One thing that surprised me was the mental strength of the North Koreans. I strongly felt their pride and urge to preserve their system.

So, Christine, you could feel the urge of starving eight-year-olds to preserve the system? Do tell! Still, I tend to think that a person who prefers to speak of North Korea’s “collective spirit” and complete absence of sexist billboards would not have mentioned the hungry kids unless she’d actually seen them. Ahn says the kids were “loitering.” To ask her to concede that they were most likely begging may be asking too much.

In other dreary news, at least one “leading” expert projects that North Korea’s grain production will continue to decline. Meanwhile, a regime crackdown on illegal border crossing has caused food prices to rise in North Korea.
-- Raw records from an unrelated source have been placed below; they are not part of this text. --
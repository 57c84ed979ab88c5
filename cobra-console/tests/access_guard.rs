// cobra-console/tests/access_guard.rs
// 访问控制测试

mod common;

use std::cell::Cell;

use cobra_console::shared::permissions::Permission;
use cobra_console::{AccessGuard, ConsoleConfig, Denial, GuardState, GuardView, Requirement};
use common::{MockApi, signed_in, store};
use serde_json::json;

#[tokio::test]
async fn test_pending_until_restore() {
    let api = MockApi::new();
    let (session, _) = store(&api);
    let guard = AccessGuard::new(Requirement::authenticated());

    let rendered = Cell::new(false);
    let view = guard.render(&session, || rendered.set(true));
    assert_eq!(view, GuardView::Loading);
    assert_eq!(guard.evaluate(&session), GuardState::Pending);
    assert!(!rendered.get());

    session.restore();
    assert_eq!(
        guard.evaluate(&session),
        GuardState::Denied(Denial::NotAuthenticated)
    );
}

#[tokio::test]
async fn test_no_session_redirects_to_login() {
    let api = MockApi::new();
    let (session, _) = store(&api);
    session.restore();

    let rendered = Cell::new(false);
    let guard = AccessGuard::new(Requirement::authenticated());
    let view = guard.render(&session, || rendered.set(true));
    assert_eq!(view, GuardView::Redirect("/login".into()));

    // a fallback is not offered to anonymous users
    let view = guard.render_with_fallback(&session, || rendered.set(true), |_| "no access");
    assert_eq!(view, GuardView::Redirect("/login".into()));
    assert!(!rendered.get());
}

#[tokio::test]
async fn test_wrong_role_redirects_to_dashboard() {
    let api = MockApi::new();
    let session = signed_in(&api, &["operator"]).await;

    let rendered = Cell::new(false);
    let guard = AccessGuard::new(Requirement::authenticated().role("admin"));
    assert_eq!(
        guard.evaluate(&session),
        GuardState::Denied(Denial::MissingRole("admin".into()))
    );
    let view = guard.render(&session, || rendered.set(true));
    assert_eq!(view, GuardView::Redirect("/dashboard".into()));
    assert!(!rendered.get());
}

#[tokio::test]
async fn test_fallback_replaces_redirect() {
    let api = MockApi::new();
    let session = signed_in(&api, &["public"]).await;

    let guard = AccessGuard::new(Requirement::authenticated().permission(Permission::ViewReports));
    let view = guard.render_with_fallback(&session, || "reports", |denial| format!("{denial:?}"));
    assert_eq!(
        view,
        GuardView::Fallback("MissingPermission(ViewReports)".to_string())
    );
}

#[tokio::test]
async fn test_allowed_renders_content() {
    let api = MockApi::new();
    let session = signed_in(&api, &["admin"]).await;

    let guard = AccessGuard::new(
        Requirement::authenticated()
            .role("admin")
            .any_role(["admin", "operator"])
            .permission(Permission::ManageUsers),
    );
    assert_eq!(guard.render(&session, || "users"), GuardView::Content("users"));
}

#[tokio::test]
async fn test_all_checks_must_pass() {
    let api = MockApi::new();
    let session = signed_in(&api, &["operator"]).await;

    // role passes, permission fails
    let guard = AccessGuard::new(
        Requirement::authenticated()
            .any_role(["operator"])
            .permission(Permission::ManageUsers),
    );
    assert_eq!(
        guard.evaluate(&session),
        GuardState::Denied(Denial::MissingPermission(Permission::ManageUsers))
    );

    let guard = AccessGuard::new(Requirement::authenticated().any_role(["admin", "public"]));
    assert_eq!(
        guard.evaluate(&session),
        GuardState::Denied(Denial::MissingAnyRole(vec!["admin".into(), "public".into()]))
    );

    // an empty role set adds no check
    let guard = AccessGuard::new(Requirement::authenticated().any_role(Vec::<String>::new()));
    assert_eq!(guard.evaluate(&session), GuardState::Allowed);
}

#[tokio::test]
async fn test_superuser_requirement() {
    let api = MockApi::new();
    let (session, _) = store(&api);
    session.restore();
    api.on(
        "POST",
        common::LOGIN,
        common::Reply::Json(json!({
            "success": true,
            "access_token": "su-tok",
            "user": {"id": 9, "name": "root", "roles": [], "is_superuser": true}
        })),
    );
    session.login("root", "toor").await.unwrap();

    let guard = AccessGuard::new(Requirement::authenticated().superuser());
    assert_eq!(guard.evaluate(&session), GuardState::Allowed);

    let api = MockApi::new();
    let admin = signed_in(&api, &["admin"]).await;
    assert_eq!(
        guard.evaluate(&admin),
        GuardState::Denied(Denial::NotSuperuser)
    );
}

#[tokio::test]
async fn test_expired_session_denies_next_render() {
    let api = MockApi::new();
    let session = signed_in(&api, &["admin"]).await;
    let guard = AccessGuard::new(Requirement::authenticated());
    assert_eq!(guard.render(&session, || ()), GuardView::Content(()));

    session.expire();
    assert_eq!(
        guard.render(&session, || ()),
        GuardView::Redirect("/login".into())
    );
}

#[tokio::test]
async fn test_denied_is_terminal_for_a_mount() {
    let api = MockApi::new();
    let (session, _) = store(&api);
    session.restore();

    let guard = AccessGuard::new(Requirement::authenticated());
    let mut mount = guard.mount(&session);
    assert_eq!(mount.state(), GuardState::Denied(Denial::NotAuthenticated));

    api.on("POST", common::LOGIN, common::login_ok("tok1", &["admin"]));
    session.login("admin", "admin123").await.unwrap();

    // same mount stays denied, a new navigation is allowed
    assert_eq!(mount.render(|| "admin"), GuardView::Redirect("/login".into()));
    assert_eq!(guard.mount(&session).state(), GuardState::Allowed);
}

#[tokio::test]
async fn test_routes_come_from_config() {
    let api = MockApi::new();
    let session = signed_in(&api, &["public"]).await;

    let config = ConsoleConfig::default().with_routes("/signin", "/home");
    let guard = config.guard(Requirement::authenticated().role("admin"));
    assert_eq!(guard.render(&session, || ()), GuardView::Redirect("/home".into()));
}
The regime, for its part, thinks the answer to low food production is more state intervention, not less. It is offering financial incentives to party officials and their wives in Pyongyang to move to the countryside, something that would be tantamount to suicide for city folk unaccustomed to the hardships and privations of rural life.
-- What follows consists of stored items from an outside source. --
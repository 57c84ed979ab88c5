//! Resource Synchronizer
//!
//! Keeps the local mirror of one remote collection and performs
//! create/read/update/delete against it. One instance per mounted screen;
//! dropping it (or calling [`ResourceSync::unmount`]) cancels an
//! outstanding load and makes every later response a no-op.
//!
//! # Consistency
//!
//! - The mirror only changes after a successful response, and only to the
//!   server's representation. A failed call leaves it untouched.
//! - Loads replace the mirror wholesale; a load is applied only if no
//!   newer load was issued and no mutation was applied since it started.
//! - Updates and deletes on the same id are sequenced by ticket: a response
//!   to a request superseded by a newer one on the same id is discarded.

mod resource;
mod ticket;

pub use resource::{ConfirmDelete, Resource};

use std::sync::Arc;

use cobra_client::{ClientError, HttpClient};
use parking_lot::{Mutex, MutexGuard};
use tokio_util::sync::CancellationToken;

use super::error::{ConsoleError, ConsoleResult};
use super::query::{ListQuery, Page};
use super::session::SessionStore;
use ticket::Tickets;

/// Result of a call whose response may arrive too late to apply
#[derive(Debug, Clone, PartialEq)]
pub enum SyncOutcome<T> {
    /// The mirror now reflects the response
    Applied(T),
    /// The server answered, but the response was stale or the view is gone
    Discarded,
}

impl<T> SyncOutcome<T> {
    pub fn is_applied(&self) -> bool {
        matches!(self, SyncOutcome::Applied(_))
    }

    pub fn applied(self) -> Option<T> {
        match self {
            SyncOutcome::Applied(value) => Some(value),
            SyncOutcome::Discarded => None,
        }
    }
}

#[derive(Debug, Clone, Copy, PartialEq, Eq)]
pub enum Deletion {
    Deleted,
    /// The operator declined; nothing was sent
    Declined,
    /// The server deleted the item after the view went away
    Discarded,
}

struct Mirror<T: Resource> {
    items: Vec<T>,
    loaded: bool,
    tickets: Tickets<T::Id>,
}

impl<T: Resource> Mirror<T> {
    fn position(&self, id: &T::Id) -> Option<usize> {
        self.items.iter().position(|item| item.id() == *id)
    }
}

/// Ticket of an update or delete on the wire. Dropped unfinished (the
/// caller gave up on the future) it is released.
struct Pending<'a, T: Resource> {
    mirror: &'a Mutex<Mirror<T>>,
    id: &'a T::Id,
    ticket: u64,
    finished: bool,
}

impl<'a, T: Resource> Pending<'a, T> {
    fn begin(mirror: &'a Mutex<Mirror<T>>, id: &'a T::Id) -> Self {
        let ticket = mirror.lock().tickets.begin(id.clone());
        Self {
            mirror,
            id,
            ticket,
            finished: false,
        }
    }

    /// Locks the mirror and reports whether this ticket was still the newest.
    fn finish(mut self) -> (MutexGuard<'a, Mirror<T>>, bool) {
        self.finished = true;
        let lock: &'a Mutex<Mirror<T>> = self.mirror;
        let mut mirror = lock.lock();
        let current = mirror.tickets.finish(self.id, self.ticket);
        (mirror, current)
    }
}

impl<T: Resource> Drop for Pending<'_, T> {
    fn drop(&mut self) {
        if !self.finished {
            self.mirror.lock().tickets.finish(self.id, self.ticket);
        }
    }
}

pub struct ResourceSync<T: Resource, C: HttpClient> {
    session: Arc<SessionStore<C>>,
    mirror: Mutex<Mirror<T>>,
    cancel: CancellationToken,
}

impl<T: Resource, C: HttpClient> std::fmt::Debug for ResourceSync<T, C> {
    fn fmt(&self, f: &mut std::fmt::Formatter<'_>) -> std::fmt::Result {
        let mirror = self.mirror.lock();
        f.debug_struct("ResourceSync")
            .field("resource", &T::LABEL)
            .field("items", &mirror.items.len())
            .field("loaded", &mirror.loaded)
            .field("mounted", &self.is_mounted())
            .finish()
    }
}

impl<T: Resource, C: HttpClient> ResourceSync<T, C> {
    pub fn new(session: Arc<SessionStore<C>>) -> Self {
        Self::with_cancellation(session, CancellationToken::new())
    }

    /// Mounts under `cancel`; cancelling it unmounts this synchronizer.
    pub fn with_cancellation(session: Arc<SessionStore<C>>, cancel: CancellationToken) -> Self {
        Self {
            session,
            mirror: Mutex::new(Mirror {
                items: Vec::new(),
                loaded: false,
                tickets: Tickets::new(),
            }),
            cancel,
        }
    }

    // ========== Mirror ==========

    /// Snapshot of the mirror, in display order
    pub fn items(&self) -> Vec<T> {
        self.mirror.lock().items.clone()
    }

    pub fn get(&self, id: &T::Id) -> Option<T> {
        let mirror = self.mirror.lock();
        mirror.position(id).map(|pos| mirror.items[pos].clone())
    }

    pub fn len(&self) -> usize {
        self.mirror.lock().items.len()
    }

    pub fn is_empty(&self) -> bool {
        self.mirror.lock().items.is_empty()
    }

    /// True once a load has been applied
    pub fn is_loaded(&self) -> bool {
        self.mirror.lock().loaded
    }

    /// Updates and deletes still waiting for a response
    pub fn pending_mutations(&self) -> usize {
        self.mirror.lock().tickets.in_flight()
    }

    pub fn query(&self, query: &ListQuery<T::Status>) -> Page<T> {
        query.apply(&self.mirror.lock().items)
    }

    // ========== Lifecycle ==========

    pub fn is_mounted(&self) -> bool {
        !self.cancel.is_cancelled()
    }

    /// The owning view went away: an outstanding load is cancelled and
    /// mutation responses still in flight are discarded.
    pub fn unmount(&self) {
        if self.is_mounted() {
            tracing::debug!(resource = T::LABEL, "Synchronizer unmounted");
            self.cancel.cancel();
        }
    }

    // ========== Operations ==========

    /// Fetches the whole collection and replaces the mirror with it.
    ///
    /// Returns the number of items on success.
    pub async fn load_all(&self) -> ConsoleResult<SyncOutcome<usize>> {
        if !self.is_mounted() {
            return Err(ConsoleError::Cancelled);
        }
        let ticket = self.mirror.lock().tickets.begin_load();
        let token = self.session.client().token();

        let result = tokio::select! {
            biased;
            _ = self.cancel.cancelled() => {
                tracing::debug!(resource = T::LABEL, "Load cancelled");
                return Err(ConsoleError::Cancelled);
            }
            result = self.session.client().get::<Vec<T>>(T::ENDPOINT) => result,
        };
        let items = result.map_err(|e| self.failed("load", token, e))?;

        let mut mirror = self.mirror.lock();
        if !self.is_mounted() || !mirror.tickets.is_current_load(ticket) {
            tracing::debug!(resource = T::LABEL, ticket, "Stale load discarded");
            return Ok(SyncOutcome::Discarded);
        }
        let count = items.len();
        mirror.items = items;
        mirror.loaded = true;
        tracing::debug!(resource = T::LABEL, count, "Collection loaded");
        Ok(SyncOutcome::Applied(count))
    }

    /// Creates an item; the mirror gains the server's representation,
    /// newest first.
    pub async fn create(&self, payload: &T::Payload) -> ConsoleResult<SyncOutcome<T>> {
        T::validate(payload)?;
        let token = self.session.client().token();

        let created: T = self
            .session
            .client()
            .post(T::ENDPOINT, payload)
            .await
            .map_err(|e| self.failed("create", token, e))?;

        let id = created.id();
        let mut mirror = self.mirror.lock();
        if !self.is_mounted() {
            tracing::debug!(resource = T::LABEL, id = %id, "Created after unmount, discarded");
            return Ok(SyncOutcome::Discarded);
        }
        match mirror.position(&id) {
            // a load that finished first may already hold it
            Some(pos) => mirror.items[pos] = created.clone(),
            None => mirror.items.insert(0, created.clone()),
        }
        mirror.tickets.invalidate_loads();
        tracing::info!(resource = T::LABEL, id = %id, "Created");
        Ok(SyncOutcome::Applied(created))
    }

    /// Replaces the item `id` with the server's answer to `PUT`.
    ///
    /// `id` must be in the mirror, otherwise [`ConsoleError::UnknownItem`]
    /// is returned without a request.
    pub async fn update(
        &self,
        id: &T::Id,
        payload: &T::Payload,
    ) -> ConsoleResult<SyncOutcome<T>> {
        T::validate(payload)?;
        if self.mirror.lock().position(id).is_none() {
            return Err(unknown_item::<T>(id));
        }
        let pending = Pending::begin(&self.mirror, id);
        let token = self.session.client().token();

        let result = self
            .session
            .client()
            .put::<T, _>(&T::item_path(id), payload)
            .await;

        let (mut mirror, current) = pending.finish();
        let updated = match result {
            Ok(updated) => updated,
            Err(e) => {
                drop(mirror);
                return Err(self.failed("update", token, e));
            }
        };

        if !current || !self.is_mounted() {
            tracing::debug!(resource = T::LABEL, id = %id, "Stale update discarded");
            return Ok(SyncOutcome::Discarded);
        }
        let Some(pos) = mirror.position(id) else {
            // deleted while the update was in flight
            return Ok(SyncOutcome::Discarded);
        };
        mirror.items[pos] = updated.clone();
        mirror.tickets.invalidate_loads();
        tracing::info!(resource = T::LABEL, id = %id, "Updated");
        Ok(SyncOutcome::Applied(updated))
    }

    /// Deletes `id` once `confirm` agrees.
    ///
    /// Deletions the resource refuses for the signed-in operator fail with
    /// [`ConsoleError::Refused`] before `confirm` is asked. On success the
    /// item leaves the mirror even if an update on the same id is still in
    /// flight; that update's response is then discarded.
    pub async fn delete(
        &self,
        id: &T::Id,
        confirm: impl ConfirmDelete<T>,
    ) -> ConsoleResult<Deletion> {
        let item = self.get(id).ok_or_else(|| unknown_item::<T>(id))?;
        item.check_delete(self.session.user().as_ref())?;
        if !confirm.confirm(&item) {
            tracing::debug!(resource = T::LABEL, id = %id, "Delete declined");
            return Ok(Deletion::Declined);
        }
        let pending = Pending::begin(&self.mirror, id);
        let token = self.session.client().token();

        let result = self.session.client().delete(&T::item_path(id)).await;

        let (mut mirror, _) = pending.finish();
        if let Err(e) = result {
            drop(mirror);
            return Err(self.failed("delete", token, e));
        }

        if !self.is_mounted() {
            return Ok(Deletion::Discarded);
        }
        mirror.items.retain(|item| item.id() != *id);
        mirror.tickets.invalidate_loads();
        tracing::info!(resource = T::LABEL, id = %id, "Deleted");
        Ok(Deletion::Deleted)
    }

    /// `token` is the one the failed request was sent with.
    fn failed(&self, op: &'static str, token: Option<String>, err: ClientError) -> ConsoleError {
        if err.is_unauthorized() {
            self.session.expire_token(token.as_deref());
        }
        tracing::warn!(resource = T::LABEL, op, error = %err, "Request failed");
        ConsoleError::Client(err)
    }
}

impl<T: Resource, C: HttpClient> Drop for ResourceSync<T, C> {
    fn drop(&mut self) {
        self.cancel.cancel();
    }
}

fn unknown_item<T: Resource>(id: &T::Id) -> ConsoleError {
    ConsoleError::UnknownItem {
        resource: T::LABEL,
        id: id.to_string(),
    }
}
Civic group North Korea Intellectuals Solidarity said the party held seminars at party chapters on Feb. 23 promising W10,000 in cash and 120 kg of food for households if they voluntarily move to farms.

The Workers’ Party recently distributed copies of a training manual for senior officials on fortifying rural bases. “To increase grain production the most important thing is to make up for a shortage in the rural workforce. This is why blue-collar workers and office workers in urban areas, senior officials in particular, should lead the vanguard in the campaign.” The regime is urging the wives of senior officials in the party and security agencies to set an example for others.

The regime is afraid of the possibility of mounting public discontent if it forces people to relocate at a time when they are seething in the wake of a disastrous currency reform. The regime is giving indoctrination classes to senior officials to move to rural areas and urging them to set an example, news media speculated.

But the group said such efforts would not be effective in persuading ordinary North Koreans to move to rural areas because living conditions there are very bad. “It’s very likely that the regime will end up forcibly relocating them,” it added.

The report goes on to predict that the regime won’t find many volunteers and will end up relocating people forcibly. But moving people from the top of the food chain to the bottom is a potential source of instability when it creates anxiety within the ruling class. This is a story worth watching.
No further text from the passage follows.